-- Instructions to follow --
Check every line of the data for the word "placement", and copy those that have it.

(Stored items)

//! In-memory cloud used by the integration tests.
#![allow(dead_code)]

use async_trait::async_trait;
use muster_aws::{
    AwsError, CloudAddress, CloudInstance, CloudRegion, CloudSecurityGroup, CloudSubnet,
    CloudVolume, CloudVpc, CloudZone, Ec2Api, LaunchSpec, Result, VolumeFilter,
};
use std::collections::BTreeSet;
use std::sync::Mutex;

#[derive(Default)]
struct State {
    regions: Vec<String>,
    zones: Vec<CloudZone>,
    vpcs: Vec<CloudVpc>,
    subnets: Vec<CloudSubnet>,
    groups: Vec<CloudSecurityGroup>,
    instances: Vec<CloudInstance>,
    addresses: Vec<CloudAddress>,
    volumes: Vec<CloudVolume>,
    fail_volume_delete: BTreeSet<String>,
    fail_volume_create: BTreeSet<i32>,
    next_id: u32,
}

impl State {
    fn next(&mut self) -> u32 {
        self.next_id += 1;
        self.next_id
    }
}

/// Mutable fake account. Seed it, run the managers against it, inspect it.
#[derive(Default)]
pub struct FakeCloud {
    state: Mutex<State>,
}

impl FakeCloud {
    pub fn new() -> Self {
        Self::default()
    }

    pub fn add_region(&self, name: &str) {
        self.state.lock().unwrap().regions.push(name.to_string());
    }

    pub fn add_zone(&self, region: &str, name: &str) {
        self.state.lock().unwrap().zones.push(CloudZone {
            name: name.to_string(),
            region: region.to_string(),
            state: "available".to_string(),
        });
    }

    pub fn add_vpc(&self, region: &str, vpc_id: &str, cidr: &str) {
        self.state.lock().unwrap().vpcs.push(CloudVpc {
            vpc_id: vpc_id.to_string(),
            region: region.to_string(),
            cidr_block: Some(cidr.to_string()),
            state: "available".to_string(),
            is_default: false,
        });
    }

    pub fn add_subnet(&self, region: &str, vpc_id: &str, subnet_id: &str, zone: &str) {
        self.state.lock().unwrap().subnets.push(CloudSubnet {
            subnet_id: subnet_id.to_string(),
            vpc_id: vpc_id.to_string(),
            region: region.to_string(),
            availability_zone: zone.to_string(),
            cidr_block: None,
            state: "available".to_string(),
        });
    }

    pub fn add_group(&self, region: &str, group_id: &str, name: &str, vpc_id: Option<&str>) {
        self.state.lock().unwrap().groups.push(CloudSecurityGroup {
            group_id: group_id.to_string(),
            group_name: name.to_string(),
            region: region.to_string(),
            vpc_id: vpc_id.map(str::to_string),
            owner_id: None,
        });
    }

    pub fn add_instance(&self, instance: CloudInstance) {
        self.state.lock().unwrap().instances.push(instance);
    }

    pub fn add_address(&self, region: &str, public_ip: &str) {
        let mut state = self.state.lock().unwrap();
        let n = state.next();
        state.addresses.push(CloudAddress {
            public_ip: public_ip.to_string(),
            region: region.to_string(),
            allocation_id: Some(format!("eipalloc-{:08x}", n)),
            instance_id: None,
        });
    }

    pub fn add_volume(&self, volume: CloudVolume) {
        self.state.lock().unwrap().volumes.push(volume);
    }

    pub fn fail_volume_delete(&self, volume_id: &str) {
        self.state
            .lock()
            .unwrap()
            .fail_volume_delete
            .insert(volume_id.to_string());
    }

    /// Make `create_volume` fail for volumes of this size.
    pub fn fail_volume_create(&self, size_gb: i32) {
        self.state
            .lock()
            .unwrap()
            .fail_volume_create
            .insert(size_gb);
    }

    pub fn clear_volume_create_failures(&self) {
        self.state.lock().unwrap().fail_volume_create.clear();
    }

    pub fn set_instance_state(&self, instance_id: &str, state: &str) {
        let mut guard = self.state.lock().unwrap();
        if let Some(inst) = guard
            .instances
            .iter_mut()
            .find(|i| i.instance_id == instance_id)
        {
            inst.state = state.to_string();
        }
    }

    pub fn group_count(&self) -> usize {
        self.state.lock().unwrap().groups.len()
    }

    pub fn instance(&self, instance_id: &str) -> Option<CloudInstance> {
        self.state
            .lock()
            .unwrap()
            .instances
            .iter()
            .find(|i| i.instance_id == instance_id)
            .cloned()
    }

    pub fn volume(&self, volume_id: &str) -> Option<CloudVolume> {
        self.state
            .lock()
            .unwrap()
            .volumes
            .iter()
            .find(|v| v.volume_id == volume_id)
            .cloned()
    }

    pub fn volume_count(&self) -> usize {
        self.state.lock().unwrap().volumes.len()
    }

    pub fn address(&self, public_ip: &str) -> Option<CloudAddress> {
        self.state
            .lock()
            .unwrap()
            .addresses
            .iter()
            .find(|a| a.public_ip == public_ip)
            .cloned()
    }
}
#[async_trait]
impl Ec2Api for SdkEc2 {
    async fn list_regions(&self) -> Result<Vec<CloudRegion>> {
        let out = self
            .client("us-east-1")
            .await
            .describe_regions()
            .send()
            .await
            .map_err(api_err)?;
        Ok(out
            .regions()
            .iter()
            .filter_map(|r| r.region_name())
            .map(|name| CloudRegion {
                name: name.to_string(),
            })
            .collect())
    }

    async fn list_zones(&self, region: &str) -> Result<Vec<CloudZone>> {
        let out = self
            .client(region)
            .await
            .describe_availability_zones()
            .send()
            .await
            .map_err(api_err)?;
        Ok(out
            .availability_zones()
            .iter()
            .filter_map(|z| {
                Some(CloudZone {
                    name: z.zone_name()?.to_string(),
                    region: z.region_name().unwrap_or(region).to_string(),
                    state: z
                        .state()
                        .map(|s| s.as_str().to_string())
                        .unwrap_or_else(|| "unknown".to_string()),
                })
            })
            .collect())
    }

    async fn list_vpcs(&self, region: &str) -> Result<Vec<CloudVpc>> {
        let out = self
            .client(region)
            .await
            .describe_vpcs()
            .send()
            .await
            .map_err(api_err)?;
        Ok(out
            .vpcs()
            .iter()
            .filter_map(|v| {
                Some(CloudVpc {
                    vpc_id: v.vpc_id()?.to_string(),
                    region: region.to_string(),
                    cidr_block: v.cidr_block().map(str::to_string),
                    state: v
                        .state()
                        .map(|s| s.as_str().to_string())
                        .unwrap_or_else(|| "unknown".to_string()),
                    is_default: v.is_default().unwrap_or(false),
                })
            })
            .collect())
    }

    async fn get_vpc(&self, region: &str, vpc_id: &str) -> Result<Option<CloudVpc>> {
        let out = self
            .client(region)
            .await
            .describe_vpcs()
            .filters(filter("vpc-id", vpc_id))
            .send()
            .await
            .map_err(api_err)?;
        Ok(out.vpcs().iter().find_map(|v| {
            Some(CloudVpc {
                vpc_id: v.vpc_id()?.to_string(),
                region: region.to_string(),
                cidr_block: v.cidr_block().map(str::to_string),
                state: v
                    .state()
                    .map(|s| s.as_str().to_string())
                    .unwrap_or_else(|| "unknown".to_string()),
                is_default: v.is_default().unwrap_or(false),
            })
        }))
    }

    async fn list_subnets(
        &self,
        region: &str,
        vpc_id: Option<&str>,
        availability_zone: Option<&str>,
    ) -> Result<Vec<CloudSubnet>> {
        let mut req = self.client(region).await.describe_subnets();
        if let Some(vpc_id) = vpc_id {
            req = req.filters(filter("vpc-id", vpc_id));
        }
        if let Some(zone) = availability_zone {
            req = req.filters(filter("availability-zone", zone));
        }
        let out = req.send().await.map_err(api_err)?;
        Ok(out
            .subnets()
            .iter()
            .filter_map(|s| {
                Some(CloudSubnet {
                    subnet_id: s.subnet_id()?.to_string(),
                    vpc_id: s.vpc_id().unwrap_or_default().to_string(),
                    region: region.to_string(),
                    availability_zone: s.availability_zone().unwrap_or_default().to_string(),
                    cidr_block: s.cidr_block().map(str::to_string),
                    state: s
                        .state()
                        .map(|s| s.as_str().to_string())
                        .unwrap_or_else(|| "unknown".to_string()),
                })
            })
            .collect())
    }

    async fn get_subnet(&self, region: &str, subnet_id: &str) -> Result<Option<CloudSubnet>> {
        let out = self
            .client(region)
            .await
            .describe_subnets()
            .filters(filter("subnet-id", subnet_id))
            .send()
            .await
            .map_err(api_err)?;
        Ok(out.subnets().iter().find_map(|s| {
            Some(CloudSubnet {
                subnet_id: s.subnet_id()?.to_string(),
                vpc_id: s.vpc_id().unwrap_or_default().to_string(),
                region: region.to_string(),
                availability_zone: s.availability_zone().unwrap_or_default().to_string(),
                cidr_block: s.cidr_block().map(str::to_string),
                state: s
                    .state()
                    .map(|s| s.as_str().to_string())
                    .unwrap_or_else(|| "unknown".to_string()),
            })
        }))
    }

    async fn list_security_groups(
        &self,
        region: &str,
        vpc_id: Option<&str>,
    ) -> Result<Vec<CloudSecurityGroup>> {
        let mut req = self.client(region).await.describe_security_groups();
        if let Some(vpc_id) = vpc_id {
            req = req.filters(filter("vpc-id", vpc_id));
        }
        let out = req.send().await.map_err(api_err)?;
        Ok(out
            .security_groups()
            .iter()
            .filter_map(|g| {
                Some(CloudSecurityGroup {
                    group_id: g.group_id()?.to_string(),
                    group_name: g.group_name().unwrap_or_default().to_string(),
                    region: region.to_string(),
                    vpc_id: g.vpc_id().map(str::to_string),
                    owner_id: g.owner_id().map(str::to_string),
                })
            })
            .collect())
    }

    async fn create_security_group(
        &self,
        region: &str,
        name: &str,
        description: &str,
        vpc_id: Option<&str>,
    ) -> Result<CloudSecurityGroup> {
        let out = self
            .client(region)
            .await
            .create_security_group()
            .group_name(name)
            .description(description)
            .set_vpc_id(vpc_id.map(str::to_string))
            .send()
            .await
            .map_err(api_err)?;
        Ok(CloudSecurityGroup {
            group_id: out.group_id().unwrap_or_default().to_string(),
            group_name: name.to_string(),
            region: region.to_string(),
            vpc_id: vpc_id.map(str::to_string),
            owner_id: None,
        })
    }

    async fn list_instances(&self, region: &str) -> Result<Vec<CloudInstance>> {
        let out = self
            .client(region)
            .await
            .describe_instances()
            .send()
            .await
            .map_err(api_err)?;
        Ok(out
            .reservations()
            .iter()
            .flat_map(|r| r.instances())
            .filter_map(|i| convert_instance(region, i))
            .collect())
    }

    async fn get_instance(
        &self,
        region: &str,
        instance_id: &str,
    ) -> Result<Option<CloudInstance>> {
        let out = self
            .client(region)
            .await
            .describe_instances()
            .filters(filter("instance-id", instance_id))
            .send()
            .await
            .map_err(api_err)?;
        Ok(out
            .reservations()
            .iter()
            .flat_map(|r| r.instances())
            .find_map(|i| convert_instance(region, i)))
    }

    async fn run_instance(&self, region: &str, spec: &LaunchSpec) -> Result<CloudInstance> {
        let mut req = self
            .client(region)
            .await
            .run_instances()
            .image_id(&spec.image_id)
            .instance_type(InstanceType::from(spec.instance_type.as_str()))
            .min_count(1)
            .max_count(1)
            .set_key_name(spec.key_name.clone())
            .set_subnet_id(spec.subnet_id.clone());
        if let Some(placement) = &spec.placement {
            req = req.placement(Placement::builder().availability_zone(placement).build());
        }
        for group in &spec.security_groups {
            req = req.security_groups(group);
        }
        for group_id in &spec.security_group_ids {
            req = req.security_group_ids(group_id);
        }
        if let Some(user_data) = &spec.user_data {
            req = req.user_data(base64::engine::general_purpose::STANDARD.encode(user_data));
        }
        for device in &spec.block_devices {
            req = req.block_device_mappings(
                BlockDeviceMapping::builder()
                    .device_name(&device.device_name)
                    .set_virtual_name(device.virtual_name.clone())
                    .build(),
            );
        }
        let out = req.send().await.map_err(api_err)?;
        out.instances()
            .first()
            .and_then(|i| convert_instance(region, i))
            .ok_or_else(|| AwsError::Api("run_instances returned no instance".to_string()))
    }

    async fn start_instance(&self, region: &str, instance_id: &str) -> Result<()> {
        self.client(region)
            .await
            .start_instances()
            .instance_ids(instance_id)
            .send()
            .await
            .map_err(api_err)?;
        Ok(())
    }

    async fn stop_instance(&self, region: &str, instance_id: &str) -> Result<()> {
        self.client(region)
            .await
            .stop_instances()
            .instance_ids(instance_id)
            .send()
            .await
            .map_err(api_err)?;
        Ok(())
    }

    async fn terminate_instance(&self, region: &str, instance_id: &str) -> Result<()> {
        self.client(region)
            .await
            .terminate_instances()
            .instance_ids(instance_id)
            .send()
            .await
            .map_err(api_err)?;
        Ok(())
    }

    async fn console_output(&self, region: &str, instance_id: &str) -> Result<String> {
        let out = self
            .client(region)
            .await
            .get_console_output()
            .instance_id(instance_id)
            .send()
            .await
            .map_err(api_err)?;
        let raw = out.output().unwrap_or_default();
        // The console log arrives base64 encoded.
        match base64::engine::general_purpose::STANDARD.decode(raw) {
            Ok(bytes) => Ok(String::from_utf8_lossy(&bytes).into_owned()),
            Err(_) => Ok(raw.to_string()),
        }
    }

    async fn create_tag(
        &self,
        region: &str,
        resource_id: &str,
        key: &str,
        value: &str,
    ) -> Result<()> {
        self.client(region)
            .await
            .create_tags()
            .resources(resource_id)
            .tags(Tag::builder().key(key).value(value).build())
            .send()
            .await
            .map_err(api_err)?;
        Ok(())
    }

    async fn list_addresses(&self, region: &str) -> Result<Vec<CloudAddress>> {
        let out = self
            .client(region)
            .await
            .describe_addresses()
            .send()
            .await
            .map_err(api_err)?;
        Ok(out
            .addresses()
            .iter()
            .filter_map(|a| {
                Some(CloudAddress {
                    public_ip: a.public_ip()?.to_string(),
                    region: region.to_string(),
                    allocation_id: a.allocation_id().map(str::to_string),
                    instance_id: a.instance_id().map(str::to_string),
                })
            })
            .collect())
    }

    async fn allocate_address(&self, region: &str) -> Result<CloudAddress> {
        let out = self
            .client(region)
            .await
            .allocate_address()
            .send()
            .await
            .map_err(api_err)?;
        Ok(CloudAddress {
            public_ip: out.public_ip().unwrap_or_default().to_string(),
            region: region.to_string(),
            allocation_id: out.allocation_id().map(str::to_string),
            instance_id: None,
        })
    }

    async fn associate_address(
        &self,
        region: &str,
        instance_id: &str,
        public_ip: &str,
    ) -> Result<()> {
        // VPC addresses must be associated by allocation id.
        let allocation_id = self
            .list_addresses(region)
            .await?
            .into_iter()
            .find(|a| a.public_ip == public_ip)
            .and_then(|a| a.allocation_id);
        let mut req = self
            .client(region)
            .await
            .associate_address()
            .instance_id(instance_id);
        match allocation_id {
            Some(id) => req = req.allocation_id(id),
            None => req = req.public_ip(public_ip),
        }
        req.send().await.map_err(api_err)?;
        Ok(())
    }

    async fn release_address(&self, region: &str, public_ip: &str) -> Result<()> {
        let allocation_id = self
            .list_addresses(region)
            .await?
            .into_iter()
            .find(|a| a.public_ip == public_ip)
            .and_then(|a| a.allocation_id);
        let mut req = self.client(region).await.release_address();
        match allocation_id {
            Some(id) => req = req.allocation_id(id),
            None => req = req.public_ip(public_ip),
        }
        req.send().await.map_err(api_err)?;
        Ok(())
    }

    async fn list_volumes(&self, region: &str, vf: &VolumeFilter) -> Result<Vec<CloudVolume>> {
        let mut req = self.client(region).await.describe_volumes();
        if let Some(instance_id) = &vf.attached_to {
            req = req.filters(filter("attachment.instance-id", instance_id));
        }
        if !vf.volume_ids.is_empty() {
            req = req.set_volume_ids(Some(vf.volume_ids.clone()));
        }
        let out = req.send().await.map_err(api_err)?;
        Ok(out.volumes().iter().filter_map(convert_volume).collect())
    }

    async fn create_volume(
        &self,
        region: &str,
        availability_zone: &str,
        size_gb: i32,
    ) -> Result<CloudVolume> {
        let out = self
            .client(region)
            .await
            .create_volume()
            .availability_zone(availability_zone)
            .size(size_gb)
            .send()
            .await
            .map_err(api_err)?;
        Ok(CloudVolume {
            volume_id: out.volume_id().unwrap_or_default().to_string(),
            size_gb: out.size().unwrap_or(size_gb),
            availability_zone: availability_zone.to_string(),
            attached_to: None,
            device: None,
            tags: Default::default(),
        })
    }

    async fn attach_volume(
        &self,
        region: &str,
        volume_id: &str,
        instance_id: &str,
        device: &str,
    ) -> Result<()> {
        self.client(region)
            .await
            .attach_volume()
            .volume_id(volume_id)
            .instance_id(instance_id)
            .device(device)
            .send()
            .await
            .map_err(api_err)?;
        Ok(())
    }

    async fn delete_volume(&self, region: &str, volume_id: &str) -> Result<()> {
        self.client(region)
            .await
            .delete_volume()
            .volume_id(volume_id)
            .send()
            .await
            .map_err(api_err)?;
        Ok(())
    }
}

-- Reply --
        if let Some(placement) = &spec.placement {
            req = req.placement(Placement::builder().availability_zone(placement).build());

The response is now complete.